Exercise directions: When you reach the line containing "that ride along.", stop after it; until then, copy each line of the listing exactly, starting with the first.
== Segment start ==
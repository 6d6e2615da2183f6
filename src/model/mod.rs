//! Core data model shared by every component (§3): the request shape callers
//! submit, the canonical response shape providers/the CLI proxy return, and
//! the retry/circuit-breaker/task bookkeeping types that ride along.

use serde::{Deserialize, Serialize};

/// A single message in a chat-completion request/response.
#[derive(Debug, Clone, Serialize, Deserialize, PartialEq, Eq)]
pub struct Message {
    pub role: Role,
    pub content: Content,
}

impl Message {
    pub fn user(text: impl Into<String>) -> Self {
        Self {
            role: Role::User,
            content: Content::Text(text.into()),
        }
    }

    pub fn system(text: impl Into<String>) -> Self {
        Self {
            role: Role::System,
            content: Content::Text(text.into()),
        }
    }

    pub fn assistant_text(text: impl Into<String>) -> Self {
        Self {
            role: Role::Assistant,
            content: Content::Text(text.into()),
        }
    }

    /// Primary text content: the string itself, or the concatenation of all
    /// `Part::Text` parts in a multimodal content array.
    pub fn primary_text(&self) -> String {
        match &self.content {
            Content::Text(s) => s.clone(),
            Content::Parts(parts) => parts
                .iter()
                .filter_map(|p| match p {
                    Part::Text { text } => Some(text.as_str()),
                    _ => None,
                })
                .collect::<Vec<_>>()
                .join(""),
        }
    }
}

#[derive(Debug, Clone, Copy, Serialize, Deserialize, PartialEq, Eq)]
#[serde(rename_all = "lowercase")]
pub enum Role {
    System,
    User,
    Assistant,
    Tool,
}

#[derive(Debug, Clone, Serialize, Deserialize, PartialEq, Eq)]
#[serde(untagged)]
pub enum Content {
    Text(String),
    Parts(Vec<Part>),
}

#[derive(Debug, Clone, Serialize, Deserialize, PartialEq, Eq)]
#[serde(tag = "type", rename_all = "snake_case")]
pub enum Part {
    Text { text: String },
    ImageUrl { image_url: ImageRef },
    ToolCall { id: String, name: String, arguments: String },
    ToolResult { tool_call_id: String, content: String },
}

#[derive(Debug, Clone, Serialize, Deserialize, PartialEq, Eq)]
pub struct ImageRef {
    pub url: String,
}

/// `{kind: "text" | "json_object"}` — requested response shape (§4.1).
#[derive(Debug, Clone, Serialize, Deserialize, PartialEq, Eq)]
pub struct ResponseFormat {
    pub kind: ResponseFormatKind,
}

#[derive(Debug, Clone, Copy, Serialize, Deserialize, PartialEq, Eq)]
#[serde(rename_all = "snake_case")]
pub enum ResponseFormatKind {
    Text,
    JsonObject,
}

/// {type, params} — resolved into a `Validator` by the registry (§4.3).
#[derive(Debug, Clone, Serialize, Deserialize)]
pub struct ValidatorSpec {
    #[serde(rename = "type")]
    pub kind: String,
    #[serde(default)]
    pub params: serde_json::Map<String, serde_json::Value>,
}

impl ValidatorSpec {
    pub fn new(kind: impl Into<String>) -> Self {
        Self {
            kind: kind.into(),
            params: serde_json::Map::new(),
        }
    }
}

/// {valid, confidence, reasoning, suggestions, metadata} — the outcome of one
/// `Validator::validate` call (§3). Invariant: `valid == false` implies
/// `reasoning` is non-empty; enforced by the constructors below.
#[derive(Debug, Clone, Serialize, Deserialize)]
pub struct ValidationResult {
    pub valid: bool,
    pub confidence: f64,
    pub reasoning: String,
    #[serde(default)]
    pub suggestions: Vec<String>,
    #[serde(default)]
    pub metadata: serde_json::Map<String, serde_json::Value>,
}

impl ValidationResult {
    pub fn pass() -> Self {
        Self {
            valid: true,
            confidence: 1.0,
            reasoning: String::new(),
            suggestions: Vec::new(),
            metadata: serde_json::Map::new(),
        }
    }

    pub fn fail(reasoning: impl Into<String>) -> Self {
        let reasoning = reasoning.into();
        debug_assert!(!reasoning.is_empty(), "fail() requires non-empty reasoning");
        Self {
            valid: false,
            confidence: 0.0,
            reasoning,
            suggestions: Vec::new(),
            metadata: serde_json::Map::new(),
        }
    }

    pub fn with_suggestions(mut self, suggestions: Vec<String>) -> Self {
        self.suggestions = suggestions;
        self
    }

    pub fn with_confidence(mut self, confidence: f64) -> Self {
        self.confidence = confidence;
        self
    }
}

/// Set of error kinds excluded from circuit-breaker failure counting.
/// Defaults match §4.4: `bad_request`, `auth`, `validation_failed`,
/// `human_review_required`.
#[derive(Debug, Clone, Serialize, Deserialize)]
pub struct CircuitBreakerConfig {
    pub failure_threshold: u32,
    pub recovery_timeout_s: f64,
    pub failure_window_s: f64,
    #[serde(default = "default_excluded_error_kinds")]
    pub excluded_error_kinds: Vec<String>,
}

fn default_excluded_error_kinds() -> Vec<String> {
    vec![
        "bad_request".into(),
        "auth".into(),
        "validation_failed".into(),
        "human_review_required".into(),
    ]
}

impl Default for CircuitBreakerConfig {
    fn default() -> Self {
        Self {
            failure_threshold: 5,
            recovery_timeout_s: 30.0,
            failure_window_s: 60.0,
            excluded_error_kinds: default_excluded_error_kinds(),
        }
    }
}

/// {max_attempts, initial_delay_s, ...} — retry engine tuning for one call
/// (§3, §4.4).
#[derive(Debug, Clone, Serialize, Deserialize)]
pub struct RetryConfig {
    #[serde(default = "default_max_attempts")]
    pub max_attempts: u32,
    #[serde(default = "default_initial_delay_s")]
    pub initial_delay_s: f64,
    #[serde(default = "default_max_delay_s")]
    pub max_delay_s: f64,
    #[serde(default = "default_backoff_factor")]
    pub backoff_factor: f64,
    #[serde(default = "default_true")]
    pub use_jitter: bool,
    #[serde(default = "default_jitter_fraction")]
    pub jitter_fraction: f64,
    #[serde(default)]
    pub max_attempts_before_tool_use: Option<u32>,
    #[serde(default)]
    pub max_attempts_before_human: Option<u32>,
    #[serde(default)]
    pub debug_mode: bool,
    #[serde(default)]
    pub circuit_breaker: Option<CircuitBreakerConfig>,
    #[serde(default)]
    pub debug_tool_name: Option<String>,
    #[serde(default)]
    pub debug_tool_config: Option<serde_json::Value>,
}

fn default_max_attempts() -> u32 {
    3
}
fn default_initial_delay_s() -> f64 {
    1.0
}
fn default_max_delay_s() -> f64 {
    30.0
}
fn default_backoff_factor() -> f64 {
    2.0
}
fn default_jitter_fraction() -> f64 {
    0.1
}
fn default_true() -> bool {
    true
}

impl Default for RetryConfig {
    fn default() -> Self {
        Self {
            max_attempts: default_max_attempts(),
            initial_delay_s: default_initial_delay_s(),
            max_delay_s: default_max_delay_s(),
            backoff_factor: default_backoff_factor(),
            use_jitter: true,
            jitter_fraction: default_jitter_fraction(),
            max_attempts_before_tool_use: None,
            max_attempts_before_human: None,
            debug_mode: false,
            circuit_breaker: None,
            debug_tool_name: None,
            debug_tool_config: None,
        }
    }
}

impl RetryConfig {
    /// Validates the tool-use/human thresholds invariant from §3: if both
    /// are set, tool-use must come strictly before human review.
    pub fn validate(&self) -> Result<(), String> {
        if let (Some(t), Some(h)) = (self.max_attempts_before_tool_use, self.max_attempts_before_human)
            && t >= h
        {
            return Err(format!(
                "max_attempts_before_tool_use ({t}) must be < max_attempts_before_human ({h})"
            ));
        }
        Ok(())
    }
}

/// The provider-agnostic request (§3). `CallConfig` is caller-owned; the
/// orchestrator treats it as read-only and normalizes into a working copy.
#[derive(Debug, Clone, Serialize, Deserialize)]
pub struct CallConfig {
    pub model: String,
    #[serde(default)]
    pub messages: Vec<Message>,
    #[serde(default)]
    pub question: Option<String>,
    #[serde(default)]
    pub response_format: Option<ResponseFormat>,
    #[serde(default)]
    pub temperature: Option<f64>,
    #[serde(default)]
    pub max_tokens: Option<u32>,
    #[serde(default)]
    pub stream: Option<bool>,
    #[serde(default)]
    pub stop: Option<Vec<String>>,
    #[serde(default)]
    pub validation: Vec<ValidatorSpec>,
    #[serde(default)]
    pub retry_config: RetryConfig,
    #[serde(default)]
    pub mcp_config: Option<serde_json::Value>,
    #[serde(default = "default_true")]
    pub wait_for_completion: bool,
}

impl CallConfig {
    /// Shape validation performed by the orchestrator before normalization
    /// (§4.7 step 1). Catches violations that normalization itself does not
    /// repair (those are §4.1's job).
    pub fn validate_shape(&self) -> Result<(), String> {
        if self.model.trim().is_empty() {
            return Err("model must be non-empty".into());
        }
        let has_messages = !self.messages.is_empty();
        let has_question = self.question.is_some();
        if has_messages == has_question {
            return Err("exactly one of `messages` or `question` must be set".into());
        }
        self.retry_config.validate()?;
        Ok(())
    }
}

/// {index, message, finish_reason} — one completion choice.
#[derive(Debug, Clone, Serialize, Deserialize)]
pub struct Choice {
    pub index: u32,
    pub message: Message,
    pub finish_reason: String,
}

/// {prompt_tokens, completion_tokens, total_tokens} — best-effort usage.
#[derive(Debug, Clone, Copy, Serialize, Deserialize, Default)]
pub struct Usage {
    pub prompt_tokens: u32,
    pub completion_tokens: u32,
    pub total_tokens: u32,
}

/// Canonical provider response shape (§3), returned by both HTTP providers
/// and the CLI-subprocess proxy.
#[derive(Debug, Clone, Serialize, Deserialize)]
pub struct ProviderResponse {
    pub id: String,
    pub created_ts: f64,
    pub model: String,
    pub choices: Vec<Choice>,
    pub usage: Usage,
}

impl ProviderResponse {
    /// Convenience accessor: the primary text content of the first choice.
    pub fn primary_text(&self) -> String {
        self.choices
            .first()
            .map(|c| c.message.primary_text())
            .unwrap_or_default()
    }
}

/// Lifecycle status of a row in the async polling manager's `tasks` table (§3).
#[derive(Debug, Clone, Copy, Serialize, Deserialize, PartialEq, Eq)]
#[serde(rename_all = "lowercase")]
pub enum TaskStatus {
    Pending,
    Running,
    Completed,
    Failed,
    Cancelled,
}

impl TaskStatus {
    pub fn is_terminal(self) -> bool {
        matches!(self, Self::Completed | Self::Failed | Self::Cancelled)
    }

    /// Whether `self -> next` is a permitted transition per the DAG in §3.
    pub fn can_transition_to(self, next: TaskStatus) -> bool {
        matches!(
            (self, next),
            (Self::Pending, Self::Running)
                | (Self::Pending, Self::Cancelled)
                | (Self::Running, Self::Completed)
                | (Self::Running, Self::Failed)
                | (Self::Running, Self::Cancelled)
        )
    }
}

impl std::fmt::Display for TaskStatus {
    fn fmt(&self, f: &mut std::fmt::Formatter<'_>) -> std::fmt::Result {
        let s = match self {
            Self::Pending => "pending",
            Self::Running => "running",
            Self::Completed => "completed",
            Self::Failed => "failed",
            Self::Cancelled => "cancelled",
        };
        f.write_str(s)
    }
}

impl std::str::FromStr for TaskStatus {
    type Err = String;

    fn from_str(s: &str) -> Result<Self, Self::Err> {
        match s {
            "pending" => Ok(Self::Pending),
            "running" => Ok(Self::Running),
            "completed" => Ok(Self::Completed),
            "failed" => Ok(Self::Failed),
            "cancelled" => Ok(Self::Cancelled),
            other => Err(format!("unknown task status: {other}")),
        }
    }
}

/// A structured, serializable error attached to a terminal task row.
#[derive(Debug, Clone, Serialize, Deserialize)]
pub struct TaskError {
    pub kind: String,
    pub detail: String,
}

/// One row of the async polling manager's `tasks` table (§3, §6).
#[derive(Debug, Clone, Serialize, Deserialize)]
pub struct Task {
    pub task_id: String,
    pub status: TaskStatus,
    pub config: CallConfig,
    pub created_ts: f64,
    pub started_ts: Option<f64>,
    pub completed_ts: Option<f64>,
    pub result: Option<ProviderResponse>,
    pub error: Option<TaskError>,
    pub progress: Option<String>,
}

/// Public, read-only view of a task returned by `get_status`/`list_active`.
#[derive(Debug, Clone, Serialize, Deserialize)]
pub struct TaskView {
    pub task_id: String,
    pub status: TaskStatus,
    pub progress: Option<String>,
    pub result: Option<ProviderResponse>,
    pub error: Option<TaskError>,
}

impl From<&Task> for TaskView {
    fn from(t: &Task) -> Self {
        Self {
            task_id: t.task_id.clone(),
            status: t.status,
            progress: t.progress.clone(),
            result: t.result.clone(),
            error: t.error.clone(),
        }
    }
}

/// Which backend a `CallConfig` resolves to (§4.2).
#[derive(Debug, Clone, Copy, PartialEq, Eq)]
pub enum ProviderBinding {
    HttpProvider,
    CliProxy,
}

/// Seconds since the UNIX epoch, as a float (matches the task-store schema,
/// §6).
pub fn now_ts() -> f64 {
    std::time::SystemTime::now()
        .duration_since(std::time::UNIX_EPOCH)
        .map(|d| d.as_secs_f64())
        .unwrap_or(0.0)
}

#[cfg(test)]
mod tests;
== Segment end ==
Written response:
repository 6d6e2615da2183f6
filename src/model/mod.rs
//! Core data model shared by every component (§3): the request shape callers
//! submit, the canonical response shape providers/the CLI proxy return, and
//! the retry/circuit-breaker/task bookkeeping types that ride along.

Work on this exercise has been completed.